Wellcome Trust Centre for Neuroimaging, University College London, London WC1N 3BG, UK.
Science. 2014 Jun 20;344(6190):1243091. doi: 10.1126/science.1243091.
It is not just a manner of speaking: "Mind reading," or working out what others are thinking and feeling, is markedly similar to print reading. Both of these distinctly human skills recover meaning from signs, depend on dedicated cortical areas, are subject to genetically heritable disorders, show cultural variation around a universal core, and regulate how people behave. But when it comes to development, the evidence is conflicting. Some studies show that, like learning to read print, learning to read minds is a long, hard process that depends on tuition. Others indicate that even very young, nonliterate infants are already capable of mind reading. Here, we propose a resolution to this conflict. We suggest that infants are equipped with neurocognitive mechanisms that yield accurate expectations about behavior ("automatic" or "implicit" mind reading), whereas "explicit" mind reading, like literacy, is a culturally inherited skill; it is passed from one generation to the next by verbal instruction.

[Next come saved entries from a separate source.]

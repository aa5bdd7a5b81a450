//! Index writer
//!
//! Writes the built index to a directory: the flattened corpus, the
//! suffix array in a headered little-endian format, and the paragraph
//! table and metadata as JSON. The FM-index tables are never persisted;
//! the loader recomputes them.

use super::types::{IndexMeta, ParagraphTable, SuffixArrayHeader, SuffixEntry};
use super::{CORPUS_FILE, META_FILE, PARAGRAPHS_FILE, SA_FILE};
use anyhow::{Context, Result};
use std::fs::{self, File};
use std::io::{BufWriter, Write};
use std::path::Path;

pub struct IndexWriter;

impl IndexWriter {
    /// Write all index files into `index_dir`, creating it if needed.
    pub fn write(
        index_dir: &Path,
        buffer: &[u8],
        sa: &[SuffixEntry],
        paragraphs: &ParagraphTable,
        meta: &IndexMeta,
    ) -> Result<()> {
        fs::create_dir_all(index_dir)
            .with_context(|| format!("failed to create index dir {}", index_dir.display()))?;

        Self::write_corpus(index_dir, buffer)?;
        Self::write_suffix_array(index_dir, sa)?;
        Self::write_paragraphs(index_dir, paragraphs)?;
        Self::write_meta(index_dir, meta)?;

        Ok(())
    }

    fn write_corpus(index_dir: &Path, buffer: &[u8]) -> Result<()> {
        let path = index_dir.join(CORPUS_FILE);
        let mut file = BufWriter::with_capacity(65536, File::create(&path)?);
        file.write_all(buffer)?;
        file.flush()?;
        Ok(())
    }

    fn write_suffix_array(index_dir: &Path, sa: &[SuffixEntry]) -> Result<()> {
        let path = index_dir.join(SA_FILE);
        let mut file = BufWriter::with_capacity(65536, File::create(&path)?);

        let header = SuffixArrayHeader::new(sa.len() as u64);
        file.write_all(&header.magic.to_le_bytes())?;
        file.write_all(&header.version.to_le_bytes())?;
        file.write_all(&header.suffix_count.to_le_bytes())?;
        file.write_all(&header.flags.to_le_bytes())?;

        // Batch entries to keep syscall counts down.
        let mut batch = Vec::with_capacity(4 * 1024);
        for &entry in sa {
            batch.extend_from_slice(&entry.to_le_bytes());
            if batch.len() >= 4 * 1024 {
                file.write_all(&batch)?;
                batch.clear();
            }
        }
        if !batch.is_empty() {
            file.write_all(&batch)?;
        }

        file.flush()?;
        Ok(())
    }

    fn write_paragraphs(index_dir: &Path, paragraphs: &ParagraphTable) -> Result<()> {
        let path = index_dir.join(PARAGRAPHS_FILE);
        let file = BufWriter::with_capacity(65536, File::create(&path)?);
        serde_json::to_writer(file, paragraphs).context("failed to serialize paragraph table")?;
        Ok(())
    }

    fn write_meta(index_dir: &Path, meta: &IndexMeta) -> Result<()> {
        let path = index_dir.join(META_FILE);
        let content = serde_json::to_string_pretty(meta)?;
        fs::write(&path, content)?;
        Ok(())
    }
}

#[cfg(test)]
mod tests {
    use super::*;
    use crate::index::types::{INDEX_MAGIC, Paragraph};
    use tempfile::tempdir;

    #[test]
    fn test_write_creates_all_files() {
        let dir = tempdir().unwrap();
        let index_dir = dir.path().join("idx");

        let buffer = b"hello world\x03".to_vec();
        let sa = crate::index::suffix_array::suffix_array(&buffer);
        let mut paragraphs = ParagraphTable::default();
        paragraphs.push(
            0,
            Paragraph {
                article: "a".into(),
                section: None,
                text: "hello world".into(),
                keywords: vec!["hello".into(), "world".into()],
            },
        );
        let meta = IndexMeta {
            buffer_size: buffer.len() as u64,
            suffix_count: sa.len() as u64,
            paragraph_count: 1,
            article_count: 1,
            keyword_count: 2,
        };

        IndexWriter::write(&index_dir, &buffer, &sa, &paragraphs, &meta).unwrap();

        assert!(index_dir.join(CORPUS_FILE).exists());
        assert!(index_dir.join(SA_FILE).exists());
        assert!(index_dir.join(PARAGRAPHS_FILE).exists());
        assert!(index_dir.join(META_FILE).exists());

        let corpus = std::fs::read(index_dir.join(CORPUS_FILE)).unwrap();
        assert_eq!(corpus, buffer);

        let sa_data = std::fs::read(index_dir.join(SA_FILE)).unwrap();
        let magic = u32::from_le_bytes(sa_data[0..4].try_into().unwrap());
        assert_eq!(magic, INDEX_MAGIC);
        assert_eq!(
            sa_data.len(),
            SuffixArrayHeader::SIZE + sa.len() * size_of::<SuffixEntry>()
        );
    }
}
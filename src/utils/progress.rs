//! Progress bar abstraction that becomes no-op when the `progress` feature is disabled

#[cfg(feature = "progress")]
pub use indicatif::{ProgressBar, ProgressStyle};

#[cfg(not(feature = "progress"))]
pub use self::noop::*;

#[cfg(not(feature = "progress"))]
mod noop {
    use std::time::Duration;

    /// No-op progress bar when `progress` feature is disabled
    #[derive(Clone)]
    pub struct ProgressBar;

    impl ProgressBar {
        pub fn new_spinner() -> Self {
            ProgressBar
        }

        pub fn set_style(&self, _style: ProgressStyle) {}
        pub fn set_message(&self, _msg: impl Into<std::borrow::Cow<'static, str>>) {}
        pub fn enable_steady_tick(&self, _interval: Duration) {}
        pub fn finish_with_message(&self, _msg: impl Into<std::borrow::Cow<'static, str>>) {}
    }

    /// No-op progress style
    pub struct ProgressStyle;

    impl ProgressStyle {
        pub fn default_spinner() -> Self {
            ProgressStyle
        }

        pub fn template(self, _template: &str) -> Result<Self, std::convert::Infallible> {
            Ok(self)
        }
    }
}
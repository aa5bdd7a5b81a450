//! Keyword extraction
//!
//! Builds the searchable token stream for a paragraph. Three sources,
//! mirroring what matters for lookup in encyclopedic text:
//!
//! 1. standalone 4-digit numbers (years),
//! 2. capitalized phrases of up to six words (titles, names of works),
//!    lowered,
//! 3. plain word tokens, lowered, with stopwords and single characters
//!    dropped.
//!
//! Keywords are deduplicated in first-seen order so the flattened buffer
//! is deterministic for a given corpus.

use regex::Regex;
use rustc_hash::FxHashSet;

/// Common English stopwords plus question words; none of these carry
/// search value on their own.
const STOPWORDS: &[&str] = &[
    "a", "about", "above", "after", "again", "against", "all", "am", "an", "and", "any", "are",
    "as", "at", "be", "because", "been", "before", "being", "below", "between", "both", "but",
    "by", "can", "cannot", "could", "did", "do", "does", "doing", "down", "during", "each",
    "few", "for", "from", "further", "had", "has", "have", "having", "he", "her", "here",
    "hers", "herself", "him", "himself", "his", "i", "if", "in", "into", "is", "it", "its",
    "itself", "just", "me", "more", "most", "my", "myself", "no", "nor", "not", "now", "of",
    "off", "on", "once", "only", "or", "other", "our", "ours", "ourselves", "out", "over",
    "own", "same", "she", "should", "so", "some", "such", "than", "that", "the", "their",
    "theirs", "them", "themselves", "then", "there", "these", "they", "this", "those",
    "through", "to", "too", "under", "until", "up", "very", "was", "we", "were", "while",
    "will", "with", "would", "you", "your", "yours", "yourself", "yourselves",
    // question words
    "what", "which", "who", "whom", "whose", "when", "where", "why", "how",
];

/// Extracts the keyword stream for paragraphs. Construct once and reuse;
/// the regexes are compiled in `new`.
pub struct KeywordExtractor {
    year_re: Regex,
    phrase_re: Regex,
    token_re: Regex,
    stopwords: FxHashSet<&'static str>,
}

impl Default for KeywordExtractor {
    fn default() -> Self {
        Self::new()
    }
}

impl KeywordExtractor {
    pub fn new() -> Self {
        Self {
            // Standalone 4-digit numbers.
            year_re: Regex::new(r"\b\d{4}\b").expect("static regex"),
            // Runs of capitalized words, up to six.
            phrase_re: Regex::new(r"[A-Z][a-z]*(?:\s+[A-Z][a-z0-9]*){0,5}").expect("static regex"),
            // Word tokens; interior hyphens allowed.
            token_re: Regex::new(r"[A-Za-z0-9]+(?:-[A-Za-z0-9]+)*").expect("static regex"),
            stopwords: STOPWORDS.iter().copied().collect(),
        }
    }

    /// Extract the keyword list for one paragraph, lowered and
    /// deduplicated in first-seen order.
    pub fn extract(&self, text: &str) -> Vec<String> {
        let mut seen: FxHashSet<String> = FxHashSet::default();
        let mut keywords = Vec::new();
        let mut add = |kw: String| {
            if seen.insert(kw.clone()) {
                keywords.push(kw);
            }
        };

        for m in self.year_re.find_iter(text) {
            add(m.as_str().to_string());
        }

        for m in self.phrase_re.find_iter(text) {
            let phrase = m.as_str().trim();
            if phrase.split_whitespace().count() <= 6 {
                add(phrase.to_lowercase());
            }
        }

        for m in self.token_re.find_iter(text) {
            let token = m.as_str().to_lowercase();
            if token.chars().count() > 1 && !self.stopwords.contains(token.as_str()) {
                add(token);
            }
        }

        keywords
    }

    /// The flattened, space-joined form of [`KeywordExtractor::extract`]:
    /// this is the paragraph's slice of the search buffer.
    pub fn filtered_text(&self, keywords: &[String]) -> String {
        keywords.join(" ")
    }
}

“读心术”,即推断他人所思所感,与阅读印刷文字极为相似。这两种人类特有的技能都从符号中提取意义,依赖于特定的皮质区域,受遗传障碍影响,表现出普遍核心之外的文化差异,并调节着人们的行为。但在发展方面,证据相互矛盾。一些研究表明,与学习阅读印刷文字一样,学习读心术是一个漫长而艰难的过程,需要接受教导。另一些研究则表明,即使是非常年幼、还不识字的婴儿,已经具备读心的能力。在这里,我们提出了一个解决这一矛盾的方案。我们认为,婴儿具有神经认知机制,可以对行为产生准确的预期(“自动”或“内隐”读心术),而“外显”读心术则像读写能力一样,是一种文化传承的技能;它通过口头指导从一代传递到下一代。